-- PROBLEM DESCRIPTION --
After locating the line that contains "impl FromStr for" in the data below, set down exactly that line and each one after it through the line that contains "#[derive(Debug, Clone, Copy, Default, PartialEq, Eq, Serialize)]", and nothing more.

-- RECORDS PROVIDED --
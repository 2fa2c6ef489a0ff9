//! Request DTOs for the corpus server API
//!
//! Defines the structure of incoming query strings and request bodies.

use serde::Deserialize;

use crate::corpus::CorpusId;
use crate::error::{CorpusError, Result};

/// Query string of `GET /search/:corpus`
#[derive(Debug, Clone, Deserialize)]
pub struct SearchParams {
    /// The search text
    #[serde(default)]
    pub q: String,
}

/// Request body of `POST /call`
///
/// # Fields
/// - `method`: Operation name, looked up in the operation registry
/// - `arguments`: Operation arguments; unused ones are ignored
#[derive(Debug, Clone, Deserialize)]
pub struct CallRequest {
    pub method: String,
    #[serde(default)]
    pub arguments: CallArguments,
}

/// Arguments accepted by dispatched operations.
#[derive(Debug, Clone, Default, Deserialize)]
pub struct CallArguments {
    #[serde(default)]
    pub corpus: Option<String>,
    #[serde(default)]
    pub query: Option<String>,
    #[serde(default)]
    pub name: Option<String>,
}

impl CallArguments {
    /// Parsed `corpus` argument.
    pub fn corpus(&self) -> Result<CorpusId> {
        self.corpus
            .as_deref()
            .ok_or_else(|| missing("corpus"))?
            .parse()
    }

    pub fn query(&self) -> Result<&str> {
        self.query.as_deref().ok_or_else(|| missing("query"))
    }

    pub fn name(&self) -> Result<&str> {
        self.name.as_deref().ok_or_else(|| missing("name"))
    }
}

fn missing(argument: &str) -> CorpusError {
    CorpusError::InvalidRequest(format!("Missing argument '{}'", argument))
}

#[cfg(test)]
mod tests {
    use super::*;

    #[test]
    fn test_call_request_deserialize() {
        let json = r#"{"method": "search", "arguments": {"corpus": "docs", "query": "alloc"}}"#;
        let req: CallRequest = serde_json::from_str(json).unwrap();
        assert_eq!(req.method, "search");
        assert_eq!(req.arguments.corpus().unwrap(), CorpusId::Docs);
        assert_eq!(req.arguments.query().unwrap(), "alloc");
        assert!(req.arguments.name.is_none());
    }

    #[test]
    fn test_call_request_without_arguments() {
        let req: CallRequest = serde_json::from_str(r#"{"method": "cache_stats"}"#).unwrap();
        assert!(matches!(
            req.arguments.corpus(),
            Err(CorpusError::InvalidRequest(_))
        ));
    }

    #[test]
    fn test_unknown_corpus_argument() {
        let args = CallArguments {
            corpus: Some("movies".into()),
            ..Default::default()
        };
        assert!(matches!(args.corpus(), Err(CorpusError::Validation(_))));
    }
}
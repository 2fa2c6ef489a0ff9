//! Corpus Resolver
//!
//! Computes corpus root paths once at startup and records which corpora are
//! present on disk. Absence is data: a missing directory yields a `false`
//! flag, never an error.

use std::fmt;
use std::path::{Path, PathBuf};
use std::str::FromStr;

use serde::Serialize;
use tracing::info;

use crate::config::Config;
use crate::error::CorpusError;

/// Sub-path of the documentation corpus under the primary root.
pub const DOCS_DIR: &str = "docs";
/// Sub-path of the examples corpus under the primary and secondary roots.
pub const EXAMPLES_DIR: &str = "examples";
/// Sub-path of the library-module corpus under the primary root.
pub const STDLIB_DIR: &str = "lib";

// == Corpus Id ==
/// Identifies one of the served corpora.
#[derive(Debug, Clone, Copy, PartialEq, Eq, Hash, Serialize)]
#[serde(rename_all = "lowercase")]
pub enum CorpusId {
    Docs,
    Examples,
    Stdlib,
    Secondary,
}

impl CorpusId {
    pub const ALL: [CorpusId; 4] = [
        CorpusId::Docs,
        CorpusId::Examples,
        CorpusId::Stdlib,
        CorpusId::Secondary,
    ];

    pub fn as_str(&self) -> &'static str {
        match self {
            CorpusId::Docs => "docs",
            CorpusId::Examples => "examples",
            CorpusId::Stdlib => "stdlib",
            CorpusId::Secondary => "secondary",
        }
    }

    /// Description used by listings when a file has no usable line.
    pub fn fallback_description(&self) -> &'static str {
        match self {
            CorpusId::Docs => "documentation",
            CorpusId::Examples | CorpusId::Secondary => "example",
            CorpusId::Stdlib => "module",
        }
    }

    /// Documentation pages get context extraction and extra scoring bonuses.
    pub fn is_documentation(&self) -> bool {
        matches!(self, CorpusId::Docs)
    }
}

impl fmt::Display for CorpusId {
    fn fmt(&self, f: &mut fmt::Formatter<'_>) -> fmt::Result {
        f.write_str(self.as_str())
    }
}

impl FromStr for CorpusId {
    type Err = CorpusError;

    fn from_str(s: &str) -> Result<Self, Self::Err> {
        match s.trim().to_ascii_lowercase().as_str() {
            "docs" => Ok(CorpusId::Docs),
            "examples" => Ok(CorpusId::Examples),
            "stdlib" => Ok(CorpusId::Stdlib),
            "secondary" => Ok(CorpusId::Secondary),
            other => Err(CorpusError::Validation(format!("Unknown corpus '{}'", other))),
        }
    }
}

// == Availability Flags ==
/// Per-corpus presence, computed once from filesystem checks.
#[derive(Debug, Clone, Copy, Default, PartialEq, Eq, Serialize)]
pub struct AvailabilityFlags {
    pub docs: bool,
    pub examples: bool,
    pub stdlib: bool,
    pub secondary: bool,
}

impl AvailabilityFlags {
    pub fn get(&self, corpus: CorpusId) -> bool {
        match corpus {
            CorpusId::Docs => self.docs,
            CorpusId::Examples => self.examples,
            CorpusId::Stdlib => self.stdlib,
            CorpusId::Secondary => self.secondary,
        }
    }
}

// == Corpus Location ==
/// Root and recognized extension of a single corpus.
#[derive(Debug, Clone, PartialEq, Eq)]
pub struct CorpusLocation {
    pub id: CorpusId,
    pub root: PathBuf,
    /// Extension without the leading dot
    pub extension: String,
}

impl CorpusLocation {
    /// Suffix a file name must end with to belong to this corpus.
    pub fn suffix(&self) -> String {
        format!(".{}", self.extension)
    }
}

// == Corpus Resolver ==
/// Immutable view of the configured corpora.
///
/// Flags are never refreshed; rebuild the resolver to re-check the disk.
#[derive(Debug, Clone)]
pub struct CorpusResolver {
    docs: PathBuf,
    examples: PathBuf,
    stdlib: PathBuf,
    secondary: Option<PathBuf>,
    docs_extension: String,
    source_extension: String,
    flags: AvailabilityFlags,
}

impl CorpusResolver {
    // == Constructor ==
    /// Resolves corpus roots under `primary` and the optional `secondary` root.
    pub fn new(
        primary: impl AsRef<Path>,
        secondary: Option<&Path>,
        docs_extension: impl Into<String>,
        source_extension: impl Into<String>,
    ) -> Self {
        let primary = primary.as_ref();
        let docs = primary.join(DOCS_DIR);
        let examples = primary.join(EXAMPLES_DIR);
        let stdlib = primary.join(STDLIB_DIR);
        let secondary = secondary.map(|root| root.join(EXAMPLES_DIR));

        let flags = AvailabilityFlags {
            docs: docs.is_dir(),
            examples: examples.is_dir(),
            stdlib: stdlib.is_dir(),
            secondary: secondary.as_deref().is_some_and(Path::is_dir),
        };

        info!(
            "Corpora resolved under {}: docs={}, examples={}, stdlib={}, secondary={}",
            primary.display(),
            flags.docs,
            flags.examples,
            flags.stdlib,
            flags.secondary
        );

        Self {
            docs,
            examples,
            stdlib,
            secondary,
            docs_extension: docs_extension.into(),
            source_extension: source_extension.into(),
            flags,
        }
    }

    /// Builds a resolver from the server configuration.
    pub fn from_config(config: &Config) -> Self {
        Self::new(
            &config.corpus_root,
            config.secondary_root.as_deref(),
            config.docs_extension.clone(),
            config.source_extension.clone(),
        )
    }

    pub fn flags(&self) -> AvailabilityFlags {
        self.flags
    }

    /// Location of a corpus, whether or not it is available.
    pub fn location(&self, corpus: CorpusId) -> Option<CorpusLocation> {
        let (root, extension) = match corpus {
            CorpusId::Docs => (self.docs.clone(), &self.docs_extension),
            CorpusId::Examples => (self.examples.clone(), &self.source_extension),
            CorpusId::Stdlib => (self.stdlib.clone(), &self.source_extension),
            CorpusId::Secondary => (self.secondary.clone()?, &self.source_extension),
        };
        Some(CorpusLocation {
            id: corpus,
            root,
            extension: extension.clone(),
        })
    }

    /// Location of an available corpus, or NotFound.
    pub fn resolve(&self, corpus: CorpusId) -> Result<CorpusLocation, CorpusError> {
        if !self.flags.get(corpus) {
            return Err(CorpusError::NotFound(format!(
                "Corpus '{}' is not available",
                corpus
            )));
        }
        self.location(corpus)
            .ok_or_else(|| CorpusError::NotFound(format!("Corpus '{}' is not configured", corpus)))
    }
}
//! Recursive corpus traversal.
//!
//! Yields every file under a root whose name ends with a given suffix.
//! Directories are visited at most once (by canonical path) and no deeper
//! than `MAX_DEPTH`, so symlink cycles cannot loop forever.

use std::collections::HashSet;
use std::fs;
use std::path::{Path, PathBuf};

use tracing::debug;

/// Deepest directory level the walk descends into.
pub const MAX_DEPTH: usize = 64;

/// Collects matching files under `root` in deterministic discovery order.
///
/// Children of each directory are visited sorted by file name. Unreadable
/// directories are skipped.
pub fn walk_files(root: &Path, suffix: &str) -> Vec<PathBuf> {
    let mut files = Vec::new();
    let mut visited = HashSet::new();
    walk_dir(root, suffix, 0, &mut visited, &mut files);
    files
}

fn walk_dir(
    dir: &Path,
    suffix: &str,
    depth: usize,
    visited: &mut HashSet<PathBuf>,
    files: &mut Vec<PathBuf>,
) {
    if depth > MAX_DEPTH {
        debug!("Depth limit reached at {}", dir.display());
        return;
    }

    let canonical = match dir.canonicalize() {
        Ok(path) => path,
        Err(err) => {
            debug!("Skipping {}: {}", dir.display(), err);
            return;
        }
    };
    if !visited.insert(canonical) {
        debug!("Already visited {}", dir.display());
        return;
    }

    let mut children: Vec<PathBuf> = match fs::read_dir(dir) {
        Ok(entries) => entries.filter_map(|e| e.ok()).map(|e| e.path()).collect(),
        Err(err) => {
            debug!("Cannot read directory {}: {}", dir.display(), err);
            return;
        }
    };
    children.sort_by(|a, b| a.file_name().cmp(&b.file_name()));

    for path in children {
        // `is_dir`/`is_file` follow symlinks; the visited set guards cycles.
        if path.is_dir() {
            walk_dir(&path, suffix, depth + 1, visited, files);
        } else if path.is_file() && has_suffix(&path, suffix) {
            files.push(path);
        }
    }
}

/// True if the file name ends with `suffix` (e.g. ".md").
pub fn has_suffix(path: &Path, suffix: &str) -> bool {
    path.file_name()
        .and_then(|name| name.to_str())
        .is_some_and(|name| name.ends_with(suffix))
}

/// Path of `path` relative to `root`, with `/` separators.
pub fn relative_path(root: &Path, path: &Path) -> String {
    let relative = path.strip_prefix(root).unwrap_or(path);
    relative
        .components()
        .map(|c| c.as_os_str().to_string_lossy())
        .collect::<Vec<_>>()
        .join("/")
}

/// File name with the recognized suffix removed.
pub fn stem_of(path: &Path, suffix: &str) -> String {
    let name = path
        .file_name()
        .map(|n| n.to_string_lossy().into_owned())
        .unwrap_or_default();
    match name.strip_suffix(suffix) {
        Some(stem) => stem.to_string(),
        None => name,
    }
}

-- TASK RESULT --
impl FromStr for CorpusId {
    type Err = CorpusError;

    fn from_str(s: &str) -> Result<Self, Self::Err> {
        match s.trim().to_ascii_lowercase().as_str() {
            "docs" => Ok(CorpusId::Docs),
            "examples" => Ok(CorpusId::Examples),
            "stdlib" => Ok(CorpusId::Stdlib),
            "secondary" => Ok(CorpusId::Secondary),
            other => Err(CorpusError::Validation(format!("Unknown corpus '{}'", other))),
        }
    }
}

// == Availability Flags ==
/// Per-corpus presence, computed once from filesystem checks.
#[derive(Debug, Clone, Copy, Default, PartialEq, Eq, Serialize)]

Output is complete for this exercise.